Global Homing Service (GHS) using Azure DocumentDB across 4 regions

GHS is on a hot path for the majority of its consumer services and receives hundreds of thousands of requests per second. Therefore, the latency and throughput requirements for the service are strict. The service had to maintain 99.99% availability and predictable latencies under 300ms end-to-end at the 99.9th percentile to satisfy requirements of its partner teams. To reduce latencies, the service is geo-distributed so that it is as close as possible to calling partner services.

The initial design of GHS was implemented using a combination of Azure Table Storage and various levels of caches. This solution worked well for the initial set of loads, but given the critical nature of GHS and increased adoption of the service from key partners, it became apparent that the existing SLA was not going to meet their partners’ P99.9 requirements of <300ms with a 99.99% reliability over 1 minute. Partners with a critical dependency on the GHS call path found that even if the overall reliability was high, there were periods of time where the number of timeouts would exceed their tolerances and result in a noticeable degradation of the partner’s own SLA. These periods of increased timeouts were given the name “micro-outages” and key partners started tracking these daily.
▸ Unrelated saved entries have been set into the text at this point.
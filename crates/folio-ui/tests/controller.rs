#![cfg(not(target_arch = "wasm32"))]

use std::cell::RefCell;
use std::rc::Rc;

use async_trait::async_trait;
use folio_content::Language;
use folio_test_support::fixtures::{self, PROJECTS_PATH, PUBLICATIONS_PATH, TRANSLATIONS_PATH};
use folio_ui::core::memory::{MemoryDocument, MemoryElement, MemoryStore, StaticSource};
use folio_ui::core::ports::{ContentSource, Document};
use folio_ui::{Hydration, PageAction, PageConfig, PageController, Section, SourceError};
use serde_json::{Value, json};
use tokio::sync::oneshot;

type Controller = PageController<StaticSource, MemoryStore, MemoryDocument>;

const SLOTS: [&str; 4] = [
    "navbar-container",
    "hero-container",
    "projects-container",
    "publications-container",
];

struct Page {
    controller: Controller,
    source: Rc<StaticSource>,
    store: Rc<MemoryStore>,
    document: Rc<MemoryDocument>,
}

fn site() -> StaticSource {
    StaticSource::default()
        .with_document(TRANSLATIONS_PATH, fixtures::translations())
        .with_document(PROJECTS_PATH, fixtures::projects())
        .with_document(PUBLICATIONS_PATH, fixtures::publications())
}

fn full_document() -> MemoryDocument {
    let document = MemoryDocument::with_slots(SLOTS);
    document.push_element(MemoryElement::new("h2").with_attribute("data-i18n", "about.heading"));
    document.push_element(
        MemoryElement::new("input").with_attribute("data-i18n", "contact.namePlaceholder"),
    );
    document
}

fn page_with(source: StaticSource, store: MemoryStore, document: MemoryDocument) -> Page {
    let source = Rc::new(source);
    let store = Rc::new(store);
    let document = Rc::new(document);
    let controller = PageController::new(
        PageConfig::default(),
        Rc::clone(&source),
        Rc::clone(&store),
        Rc::clone(&document),
    );
    Page {
        controller,
        source,
        store,
        document,
    }
}

fn page() -> Page {
    page_with(site(), MemoryStore::default(), full_document())
}

fn slot(page: &Page, id: &str) -> String {
    page.document.slot_html(id).unwrap_or_default()
}

#[tokio::test]
async fn translate_uses_the_table_once_loaded() {
    let page = page();
    assert_eq!(page.controller.translate("navbar.home"), "navbar.home");

    page.controller.load().await;
    assert_eq!(page.controller.translate("navbar.home"), "Home");
    assert_eq!(page.controller.translate("hero.name"), "Ada Lovelace");
    assert_eq!(page.controller.translate("navbar.missing"), "navbar.missing");
    assert_eq!(page.controller.translate("navbar"), "navbar");
}

#[tokio::test]
async fn load_hydrates_every_slot_and_attribute() {
    let page = page();
    assert_eq!(page.controller.hydration(), Hydration::Unhydrated);

    page.controller.load().await;
    assert_eq!(page.controller.hydration(), Hydration::Hydrated(Language::En));

    let snapshot = page.document.snapshot();
    assert_eq!(snapshot.title, "Ada Lovelace");
    assert_eq!(snapshot.lang.as_deref(), Some("en"));
    assert_eq!(snapshot.elements[0].text, "About me");
    assert_eq!(snapshot.elements[1].attribute("placeholder"), Some("Your name"));

    assert!(slot(&page, "navbar-container").contains(">Home</a>"));
    assert!(slot(&page, "hero-container").contains("Analyst &amp; Metaphysician"));
    assert!(slot(&page, "projects-container").contains("Analytical Engine Notes"));
    assert!(slot(&page, "projects-container").contains("May 2023 – Present"));
    assert!(slot(&page, "publications-container").contains("Sketch of the Analytical Engine"));
}

#[tokio::test]
async fn stored_preference_selects_the_initial_language() {
    let page = page_with(site(), MemoryStore::with("language", "zh"), full_document());
    assert_eq!(page.controller.resolve_language(), Language::Zh);

    page.controller.load().await;
    assert_eq!(page.controller.hydration(), Hydration::Hydrated(Language::Zh));
    assert_eq!(page.document.snapshot().lang.as_deref(), Some("zh"));
    assert!(slot(&page, "projects-container").contains("2023年05月"));
    assert!(slot(&page, "navbar-container").contains(">首页</a>"));
}

#[tokio::test]
async fn switching_back_restores_the_same_page() {
    let page = page();
    page.controller.load().await;
    let english = page.document.snapshot();

    assert!(page.controller.set_language("zh"));
    let chinese = page.document.snapshot();
    assert_ne!(english, chinese);
    assert_eq!(chinese.title, "艾达·洛芙莱斯");
    assert_eq!(chinese.elements[1].attribute("placeholder"), Some("您的姓名"));

    assert!(page.controller.set_language("en"));
    assert_eq!(page.document.snapshot(), english);
}

#[tokio::test]
async fn unsupported_language_changes_nothing() {
    let page = page();
    page.controller.load().await;
    let before = page.document.snapshot();

    for tag in ["fr", "", "zh-CN", "EN", "en_GB", " zh"] {
        assert!(!page.controller.set_language(tag), "{tag}");
    }
    assert_eq!(page.controller.language(), Language::En);
    assert_eq!(page.document.snapshot(), before);
    assert_eq!(page.store.get("language"), None);
}

#[tokio::test]
async fn language_without_catalog_is_ignored() {
    let source = StaticSource::default().with_document(
        TRANSLATIONS_PATH,
        json!({ "en": { "navbar": { "home": "Home" } } }),
    );
    let page = page_with(source, MemoryStore::default(), full_document());
    page.controller.load().await;

    assert!(!page.controller.set_language("zh"));
    assert_eq!(page.controller.hydration(), Hydration::Hydrated(Language::En));
}

#[tokio::test]
async fn switching_language_persists_without_refetching() {
    let page = page();
    page.controller.load().await;

    assert!(page.controller.set_language("zh"));
    assert!(page.controller.set_language("en"));
    assert!(page.controller.set_language("zh"));

    assert_eq!(page.store.get("language").as_deref(), Some("zh"));
    for path in [TRANSLATIONS_PATH, PROJECTS_PATH, PUBLICATIONS_PATH] {
        assert_eq!(page.source.request_count(path), 1, "{path}");
    }
}

#[tokio::test]
async fn failed_translation_fetch_leaves_the_page_unhydrated() {
    let source = StaticSource::default().with_document(PROJECTS_PATH, fixtures::projects());
    let page = page_with(source, MemoryStore::with("language", "zh"), full_document());
    let before = page.document.snapshot();

    page.controller.load().await;
    assert_eq!(page.controller.hydration(), Hydration::Unhydrated);
    assert_eq!(page.document.snapshot(), before);
    assert!(!page.controller.set_language("en"));
    assert_eq!(page.controller.translate("navbar.home"), "navbar.home");
    assert_eq!(page.source.request_count(PROJECTS_PATH), 0);
}

#[tokio::test]
async fn malformed_translation_table_leaves_the_page_unhydrated() {
    let source = StaticSource::default().with_document(TRANSLATIONS_PATH, json!(["en", "zh"]));
    let page = page_with(source, MemoryStore::default(), full_document());

    page.controller.load().await;
    assert_eq!(page.controller.hydration(), Hydration::Unhydrated);
    assert!(page.document.snapshot().title.is_empty());
}

#[tokio::test]
async fn failed_content_fetch_skips_only_that_section() {
    let source = StaticSource::default()
        .with_document(TRANSLATIONS_PATH, fixtures::translations())
        .with_document(PUBLICATIONS_PATH, fixtures::publications());
    let page = page_with(source, MemoryStore::default(), full_document());

    page.controller.load().await;
    assert_eq!(page.controller.hydration(), Hydration::Hydrated(Language::En));
    assert!(slot(&page, "projects-container").is_empty());
    assert!(!slot(&page, "publications-container").is_empty());

    page.controller.render_section(Section::Projects).await;
    assert_eq!(page.source.request_count(PROJECTS_PATH), 1);
}

#[tokio::test]
async fn records_fall_back_to_english_fields() {
    let page = page_with(site(), MemoryStore::with("language", "zh"), full_document());
    page.controller.load().await;

    let projects = slot(&page, "projects-container");
    assert!(projects.contains("分析机笔记"));
    assert!(projects.contains("Jacquard Loom Study"));
    let publications = slot(&page, "publications-container");
    assert!(publications.contains("Poetical Science"));
    assert!(publications.contains("审稿中"));
}

#[tokio::test]
async fn publication_toggle_survives_language_switch() {
    let page = page();
    page.controller.load().await;

    let action = PageAction::from_data("toggle-publication", "sketch");
    assert_eq!(
        action,
        Some(PageAction::TogglePublication("sketch".to_string()))
    );
    assert!(action.is_some_and(|action| page.controller.dispatch(&action)));
    let expanded = r#"class="publication-details mt-3" id="pub-details-sketch""#;
    assert!(slot(&page, "publications-container").contains(expanded));

    assert!(page.controller.dispatch(&PageAction::SetLanguage("zh".to_string())));
    let publications = slot(&page, "publications-container");
    assert!(publications.contains(expanded));
    assert!(publications.contains(">隐藏详情</button>"));

    assert!(!page.controller.toggle_publication("sketch"));
    assert!(!slot(&page, "publications-container").contains(expanded));
}

#[tokio::test]
async fn absent_slots_are_never_fetched_or_rendered() {
    let document = MemoryDocument::with_slots(["navbar-container"]);
    let page = page_with(site(), MemoryStore::default(), document);

    page.controller.load().await;
    assert!(slot(&page, "navbar-container").contains(">Home</a>"));
    assert_eq!(page.source.request_count(PROJECTS_PATH), 0);
    assert_eq!(page.source.request_count(PUBLICATIONS_PATH), 0);

    page.controller.render_section(Section::Projects).await;
    assert_eq!(page.source.requests(), vec![TRANSLATIONS_PATH.to_string()]);
}

#[tokio::test]
async fn clones_share_one_page_state() {
    let page = page();
    let handle = page.controller.clone();
    page.controller.load().await;

    assert!(handle.set_language("zh"));
    assert_eq!(page.controller.language(), Language::Zh);
    assert_eq!(page.controller.translate("navbar.home"), "首页");
}

#[tokio::test]
async fn malformed_site_profile_still_hydrates() {
    let mut translations = fixtures::translations();
    translations["site"] = json!({ "social": "github" });
    let source = StaticSource::default().with_document(TRANSLATIONS_PATH, translations);
    let page = page_with(source, MemoryStore::default(), full_document());

    page.controller.load().await;
    assert_eq!(page.controller.hydration(), Hydration::Hydrated(Language::En));
    let hero = slot(&page, "hero-container");
    assert!(hero.contains("assets/images/profile/photo.jpg"));
    assert!(!hero.contains("social-links"));
    assert!(slot(&page, "navbar-container").contains(">Home</a>"));
}

#[tokio::test]
async fn malformed_record_drops_only_itself() {
    let mut projects = fixtures::projects();
    if let Some(records) = projects.get_mut("projects").and_then(Value::as_array_mut) {
        records.push(json!({ "title": { "en": "No id" } }));
    }
    let source = StaticSource::default()
        .with_document(TRANSLATIONS_PATH, fixtures::translations())
        .with_document(PROJECTS_PATH, projects);
    let page = page_with(source, MemoryStore::default(), full_document());

    page.controller.load().await;
    let projects = slot(&page, "projects-container");
    assert!(projects.contains("Analytical Engine Notes"));
    assert!(projects.contains(r#"id="project-bernoulli""#));
    assert!(!projects.contains("No id"));
}

/// Serves the static site but holds one path's response until released.
struct GatedSource {
    inner: StaticSource,
    gated_path: &'static str,
    gate: RefCell<Option<oneshot::Receiver<()>>>,
}

#[async_trait(?Send)]
impl ContentSource for GatedSource {
    async fn fetch_json(&self, path: &str) -> Result<Value, SourceError> {
        let response = self.inner.fetch_json(path).await;
        if path == self.gated_path {
            let gate = self.gate.borrow_mut().take();
            if let Some(gate) = gate {
                let _ = gate.await;
            }
        }
        response
    }
}

#[tokio::test]
async fn switch_during_pending_fetch_renders_in_the_new_language() {
    let (release, gate) = oneshot::channel();
    let source = Rc::new(GatedSource {
        inner: site(),
        gated_path: PROJECTS_PATH,
        gate: RefCell::new(Some(gate)),
    });
    let document = Rc::new(full_document());
    let controller = PageController::new(
        PageConfig::default(),
        Rc::clone(&source),
        Rc::new(MemoryStore::default()),
        Rc::clone(&document),
    );
    let projects_slot = || document.slot_html("projects-container").unwrap_or_default();

    let switch = async {
        while source.inner.request_count(PROJECTS_PATH) == 0 {
            tokio::task::yield_now().await;
        }
        assert!(controller.set_language("zh"));
        assert!(slot_contains(&document, "navbar-container", ">首页</a>"));
        assert!(projects_slot().is_empty());

        controller.render_section(Section::Projects).await;
        assert_eq!(source.inner.request_count(PROJECTS_PATH), 1);
        assert!(projects_slot().is_empty());

        let _ = release.send(());
    };
    tokio::join!(controller.load(), switch);

    assert_eq!(controller.hydration(), Hydration::Hydrated(Language::Zh));
    assert_eq!(source.inner.request_count(PROJECTS_PATH), 1);
    let projects = projects_slot();
    assert!(projects.contains("分析机笔记"));
    assert!(projects.contains("2023年05月 – 至今"));
    assert!(slot_contains(&document, "publications-container", "审稿中"));
}

fn slot_contains(document: &MemoryDocument, id: &str, needle: &str) -> bool {
    document.slot_html(id).is_some_and(|html| html.contains(needle))
}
After investigating many possible solutions, such as LevelDB, Kafka, MongoDB, and Cassandra, the Universal Store team chose to replace GHS’s Azure Table backend and the original cache in front of it with an Azure DocumentDB backend. GHS deployed a single DocumentDB collection with 600,000 request units per second deployed across four geographic regions where their partner teams had the biggest footprint. As a result of the switch of DocumentDB, GHS customers have seen p50 latencies under 30ms and a huge reduction in the number and scale of micro-outages. GHS’s availability has remained at or above 99.99% since the migration. In addition to the increase in service availability, overall latencies significantly improved as well for most of GHS call patterns.

Number of GHS micro-outages before and after DocumentDB migration

Microsoft Azure IoT Hub: How to handle the firehose from billions of IoT devices

Azure IoT Hub is a fully managed service that allows organizations to connect, monitor, and manage up to billions of IoT devices. IoT Hub provides reliable communication between devices, the a queryable store for device metadata and synchronized state information, and provides extensive monitoring for device connectivity and device identity management events. Since IoT Hub is at the ingestion point for the massive volume of writes coming from IoT devices across all of Azure, they needed a robust and scalable database in their backend.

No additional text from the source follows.